# Task to carry out:
In the listing, determine how many lines contain "caller". The reply is that number alone.

# Materials provided:

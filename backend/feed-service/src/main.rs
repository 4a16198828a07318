use actix_cors::Cors;
use actix_web::{middleware::Logger, web, App, HttpResponse, HttpServer};
use sqlx::postgres::PgPoolOptions;
use std::io;
use tracing_subscriber::{layer::SubscriberExt, util::SubscriberInitExt};

use feed_service::handlers;
use feed_service::middleware::JwtAuth;
use feed_service::realtime::{self, PostBroadcaster};
use feed_service::security::jwt::JwtKeys;
use feed_service::services::PostService;
use feed_service::Config;

async fn health_summary(pool: web::Data<sqlx::PgPool>) -> HttpResponse {
    match sqlx::query("SELECT 1").fetch_one(pool.get_ref()).await {
        Ok(_) => HttpResponse::Ok().json(serde_json::json!({
            "status": "ok",
            "service": "feed-service",
            "version": env!("CARGO_PKG_VERSION")
        })),
        Err(e) => HttpResponse::ServiceUnavailable().json(serde_json::json!({
            "status": "unhealthy",
            "error": format!("PostgreSQL connection failed: {}", e),
            "service": "feed-service"
        })),
    }
}

async fn liveness_check() -> HttpResponse {
    HttpResponse::Ok().json(serde_json::json!({"alive": true}))
}

#[actix_web::main]
async fn main() -> io::Result<()> {
    dotenvy::dotenv().ok();

    // Initialize tracing
    tracing_subscriber::registry()
        .with(
            tracing_subscriber::EnvFilter::try_from_default_env()
                .unwrap_or_else(|_| "info,actix_web=debug,sqlx=warn".into()),
        )
        .with(tracing_subscriber::fmt::layer())
        .init();

    // Load configuration
    let config = match Config::from_env() {
        Ok(cfg) => cfg,
        Err(e) => {
            tracing::error!("Configuration loading failed: {}", e);
            eprintln!("ERROR: Failed to load configuration: {}", e);
            std::process::exit(1);
        }
    };

    tracing::info!("Starting feed-service v{}", env!("CARGO_PKG_VERSION"));
    tracing::info!("Environment: {}", config.app.env);

    let pool = match PgPoolOptions::new()
        .max_connections(config.database.max_connections)
        .connect(&config.database.url)
        .await
    {
        Ok(pool) => pool,
        Err(e) => {
            tracing::error!("Database pool creation failed: {}", e);
            eprintln!("ERROR: Failed to connect to database: {}", e);
            std::process::exit(1);
        }
    };

    sqlx::migrate!("./migrations")
        .run(&pool)
        .await
        .map_err(|e| io::Error::new(io::ErrorKind::Other, format!("migration failed: {e}")))?;

    tracing::info!("Connected to database, migrations applied");

    tokio::fs::create_dir_all(&config.media.upload_dir).await?;

    let jwt_keys = JwtKeys::from_secret(&config.auth.jwt_secret);
    let broadcaster = PostBroadcaster::new();
    let post_service = PostService::new(pool.clone(), broadcaster.clone());

    let bind_address = format!("{}:{}", config.app.host, config.app.port);
    tracing::info!("Starting HTTP server at {}", bind_address);

    let pool_data = web::Data::new(pool);
    let config_data = web::Data::new(config.clone());
    let keys_data = web::Data::new(jwt_keys.clone());
    let broadcaster_data = web::Data::new(broadcaster);
    let service_data = web::Data::new(post_service);

    HttpServer::new(move || {
        // Build CORS configuration
        let mut cors = Cors::default();
        for origin in config.cors.allowed_origins.split(',') {
            let origin = origin.trim();
            if origin == "*" {
                cors = cors.allow_any_origin();
            } else {
                cors = cors.allowed_origin(origin);
            }
        }
        cors = cors.allow_any_method().allow_any_header().max_age(3600);

        App::new()
            .app_data(pool_data.clone())
            .app_data(config_data.clone())
            .app_data(keys_data.clone())
            .app_data(broadcaster_data.clone())
            .app_data(service_data.clone())
            .wrap(cors)
            .wrap(Logger::default())
            .wrap(tracing_actix_web::TracingLogger::default())
            .route("/health", web::get().to(health_summary))
            .route("/health/live", web::get().to(liveness_check))
            .service(
                web::scope("/auth")
                    .route("/signup", web::post().to(handlers::signup))
                    .route("/login", web::post().to(handlers::login)),
            )
            .service(
                web::scope("/feed")
                    .wrap(JwtAuth::new(jwt_keys.clone()))
                    .route("/posts", web::get().to(handlers::get_posts))
                    .route("/post", web::post().to(handlers::create_post))
                    .service(
                        web::resource("/post/{post_id}")
                            .route(web::get().to(handlers::get_post))
                            .route(web::put().to(handlers::update_post))
                            .route(web::delete().to(handlers::delete_post)),
                    ),
            )
            .route("/ws/posts", web::get().to(realtime::session::posts_ws))
    })
    .bind(&bind_address)?
    .run()
    .await
}
/// HTTP middleware for the feed service.
///
/// Bearer-token authentication that stores the caller's id in request
/// extensions, plus ownership checks for mutating post endpoints.
pub mod permissions;

pub use permissions::*;

use actix_web::dev::{forward_ready, Service, ServiceRequest, ServiceResponse, Transform};
use actix_web::{Error, FromRequest, HttpMessage, HttpRequest};
use futures_util::future::LocalBoxFuture;
use std::future::{ready, Ready};
use std::rc::Rc;
use uuid::Uuid;

use crate::error::AppError;
use crate::security::JwtKeys;

/// Extracted user identifier stored in request extensions after auth.
#[derive(Debug, Clone, Copy)]
pub struct UserId(pub Uuid);

/// Actix middleware that validates a Bearer token and attaches the
/// caller's `UserId` to the request.
pub struct JwtAuth {
    keys: JwtKeys,
}

impl JwtAuth {
    pub fn new(keys: JwtKeys) -> Self {
        Self { keys }
    }
}

impl<S, B> Transform<S, ServiceRequest> for JwtAuth
where
    S: Service<ServiceRequest, Response = ServiceResponse<B>, Error = Error> + 'static,
    S::Future: 'static,
    B: 'static,
{
    type Response = ServiceResponse<B>;
    type Error = Error;
    type InitError = ();
    type Transform = JwtAuthService<S>;
    type Future = Ready<Result<Self::Transform, Self::InitError>>;

    fn new_transform(&self, service: S) -> Self::Future {
        ready(Ok(JwtAuthService {
            service: Rc::new(service),
            keys: self.keys.clone(),
        }))
    }
}

pub struct JwtAuthService<S> {
    service: Rc<S>,
    keys: JwtKeys,
}

impl<S, B> Service<ServiceRequest> for JwtAuthService<S>
where
    S: Service<ServiceRequest, Response = ServiceResponse<B>, Error = Error> + 'static,
    S::Future: 'static,
    B: 'static,
{
    type Response = ServiceResponse<B>;
    type Error = Error;
    type Future = LocalBoxFuture<'static, Result<Self::Response, Self::Error>>;

    forward_ready!(service);

    fn call(&self, req: ServiceRequest) -> Self::Future {
        let service = self.service.clone();
        let keys = self.keys.clone();

        Box::pin(async move {
            let auth_header = req
                .headers()
                .get("Authorization")
                .and_then(|h| h.to_str().ok())
                .ok_or_else(|| {
                    Error::from(AppError::Unauthorized(
                        "missing Authorization header".to_string(),
                    ))
                })?;

            let token = auth_header.strip_prefix("Bearer ").ok_or_else(|| {
                Error::from(AppError::Unauthorized(
                    "invalid Authorization scheme".to_string(),
                ))
            })?;

            let claims = keys.validate(token)?;

            let user_id = Uuid::parse_str(&claims.sub).map_err(|_| {
                Error::from(AppError::Unauthorized("invalid user id in token".to_string()))
            })?;

            req.extensions_mut().insert(UserId(user_id));

            service.call(req).await
        })
    }
}

impl FromRequest for UserId {
    type Error = Error;
    type Future = Ready<Result<Self, Self::Error>>;

    fn from_request(req: &HttpRequest, _: &mut actix_web::dev::Payload) -> Self::Future {
        ready(
            req.extensions()
                .get::<UserId>()
                .copied()
                .ok_or_else(|| AppError::Unauthorized("user id missing".to_string()).into()),
        )
    }
}
/// Ownership checks for post mutations.
///
/// Only the creator of a post may update or delete it.
use uuid::Uuid;

use crate::error::AppError;
use crate::models::Post;

/// Check that a user owns a post
pub fn check_post_ownership(user_id: Uuid, post: &Post) -> Result<(), AppError> {
    if post.creator == user_id {
        Ok(())
    } else {
        Err(AppError::Forbidden(
            "not authorized to perform this operation".to_string(),
        ))
    }
}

# Solution for this exercise:
2